Copy the entries below in full, keeping them exactly as they are.
INFORMATION SHOWN section start
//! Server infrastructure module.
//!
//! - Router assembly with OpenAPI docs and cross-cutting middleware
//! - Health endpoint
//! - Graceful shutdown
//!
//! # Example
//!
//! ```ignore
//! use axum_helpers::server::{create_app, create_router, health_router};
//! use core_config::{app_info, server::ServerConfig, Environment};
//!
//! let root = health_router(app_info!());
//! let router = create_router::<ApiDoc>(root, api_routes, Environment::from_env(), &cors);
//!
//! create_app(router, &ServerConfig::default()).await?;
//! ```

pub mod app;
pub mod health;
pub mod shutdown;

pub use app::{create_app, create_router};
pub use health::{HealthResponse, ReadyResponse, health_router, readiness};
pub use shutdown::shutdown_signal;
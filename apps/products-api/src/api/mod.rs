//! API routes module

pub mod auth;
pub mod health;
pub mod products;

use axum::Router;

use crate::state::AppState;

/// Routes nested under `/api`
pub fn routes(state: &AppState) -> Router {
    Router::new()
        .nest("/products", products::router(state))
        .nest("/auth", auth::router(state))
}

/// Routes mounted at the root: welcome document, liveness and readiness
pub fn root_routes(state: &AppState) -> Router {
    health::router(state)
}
INFORMATION SHOWN section end
= TASK OUTPUT =
//! Server infrastructure module.
//!
//! - Router assembly with OpenAPI docs and cross-cutting middleware
//! - Health endpoint
//! - Graceful shutdown
//!
//! # Example
//!
//! ```ignore
//! use axum_helpers::server::{create_app, create_router, health_router};
//! use core_config::{app_info, server::ServerConfig, Environment};
//!
//! let root = health_router(app_info!());
//! let router = create_router::<ApiDoc>(root, api_routes, Environment::from_env(), &cors);
//!
//! create_app(router, &ServerConfig::default()).await?;
//! ```

pub mod app;
pub mod health;
pub mod shutdown;

pub use app::{create_app, create_router};
pub use health::{HealthResponse, ReadyResponse, health_router, readiness};
pub use shutdown::shutdown_signal;
filename apps/products-api/src/api/mod.rs
//! API routes module

pub mod auth;
pub mod health;
pub mod products;

use axum::Router;

use crate::state::AppState;

/// Routes nested under `/api`
pub fn routes(state: &AppState) -> Router {
    Router::new()
        .nest("/products", products::router(state))
        .nest("/auth", auth::router(state))
}

/// Routes mounted at the root: welcome document, liveness and readiness
pub fn root_routes(state: &AppState) -> Router {
    health::router(state)
}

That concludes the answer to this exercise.